Start of RECORDS FOR PROCESSING
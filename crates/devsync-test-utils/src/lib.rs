//! Test doubles and fixtures for devsync tests.
//!
//! Nothing here touches the network or spawns a process: the fakes stand in
//! for the transfer tool, the address-table tool, the prober and the name
//! resolver, and record how they were called.

pub mod fakes;
pub mod fixtures;

pub use fakes::{FakeProber, FakeResolver, ScriptedRunner};
pub use fixtures::{disable_colors, sample_profile, store_with_profile, write_known_hosts};
//! Remote-shell connectivity probing
//!
//! Connects to a host with a short timeout and reads the greeting the
//! service sends before authentication. Failure is an ordinary answer here,
//! so probes return `Option` rather than `Result`.

use std::io::Read;
use std::net::{SocketAddr, TcpStream, ToSocketAddrs};
use std::time::Duration;

/// Standard remote-shell port
pub const SSH_PORT: u16 = 22;

pub const DEFAULT_PROBE_TIMEOUT: Duration = Duration::from_millis(500);

/// Upper bound on the bytes read from a greeting
pub const BANNER_READ_LIMIT: usize = 256;

/// Answers "does this host greet us, and with what?"
pub trait Prober {
    /// The trimmed greeting line, or `None` if the host did not send one.
    fn probe(&self, host: &str) -> Option<String>;
}

/// Probes over plain TCP
#[derive(Debug, Clone)]
pub struct TcpProber {
    port: u16,
    timeout: Duration,
}

impl Default for TcpProber {
    fn default() -> Self {
        Self::new(SSH_PORT, DEFAULT_PROBE_TIMEOUT)
    }
}

impl TcpProber {
    pub fn new(port: u16, timeout: Duration) -> Self {
        Self { port, timeout }
    }

    fn read_banner(&self, mut stream: TcpStream, addr: SocketAddr) -> Option<String> {
        if let Err(e) = stream.set_read_timeout(Some(self.timeout)) {
            tracing::debug!(%addr, error = %e, "Could not set read timeout");
            return None;
        }

        let mut buf = [0u8; BANNER_READ_LIMIT];
        let read = match stream.read(&mut buf) {
            Ok(n) => n,
            Err(e) => {
                tracing::debug!(%addr, error = %e, "No banner");
                return None;
            }
        };

        let banner = String::from_utf8_lossy(&buf[..read]).trim().to_string();
        (!banner.is_empty()).then_some(banner)
    }
}

impl Prober for TcpProber {
    fn probe(&self, host: &str) -> Option<String> {
        let addrs = match (host, self.port).to_socket_addrs() {
            Ok(addrs) => addrs,
            Err(e) => {
                tracing::debug!(host, error = %e, "Could not resolve host for probing");
                return None;
            }
        };

        for addr in addrs {
            match TcpStream::connect_timeout(&addr, self.timeout) {
                Ok(stream) => return self.read_banner(stream, addr),
                Err(e) => tracing::debug!(%addr, error = %e, "Connect failed"),
            }
        }

        None
    }
}
//! Transfer execution
//!
//! Runs a [`SyncInvocation`] through a [`ProcessRunner`] and writes the
//! categorized report. The tool's exit status is returned untouched.

use std::io::Write;

use colored::Colorize;

use crate::process::ProcessRunner;
use crate::report::{ClassifiedLine, render_error_line};
use crate::transfer::SyncInvocation;
use crate::{Error, Result};

/// Program used when no override is configured
pub const DEFAULT_TRANSFER_PROGRAM: &str = "rsync";

/// Executes transfers with a given program through a process runner.
pub struct TransferRunner<'a> {
    process: &'a dyn ProcessRunner,
    program: String,
}

impl<'a> TransferRunner<'a> {
    pub fn new(process: &'a dyn ProcessRunner, program: impl Into<String>) -> Self {
        Self {
            process,
            program: program.into(),
        }
    }

    pub fn program(&self) -> &str {
        &self.program
    }

    /// Echo the command line, run it, then render stdout and stderr.
    ///
    /// Returns the tool's exit code. Only a failure to start the tool (or to
    /// write the report) is an `Err`.
    pub fn run(&self, invocation: &SyncInvocation, out: &mut dyn Write) -> Result<i32> {
        let command_line = invocation.command_line(&self.program);
        writeln!(out, "  {}", command_line.yellow())?;
        writeln!(out)?;

        let output = self
            .process
            .run(&self.program, &invocation.args())
            .map_err(|source| Error::Spawn {
                program: self.program.clone(),
                source,
            })?;

        tracing::debug!(
            exit_code = output.exit_code,
            dry_run = invocation.dry_run,
            "Transfer finished"
        );

        for line in output.stdout.lines() {
            writeln!(out, "{}", ClassifiedLine::new(line).render())?;
        }
        for line in output.stderr.lines() {
            writeln!(out, "{}", render_error_line(line))?;
        }

        Ok(output.exit_code)
    }
}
End of RECORDS FOR PROCESSING
TO DO -
Filter the data above by the word "lines" and copy every line that matches.

ANSWER -
        for line in output.stdout.lines() {
        for line in output.stderr.lines() {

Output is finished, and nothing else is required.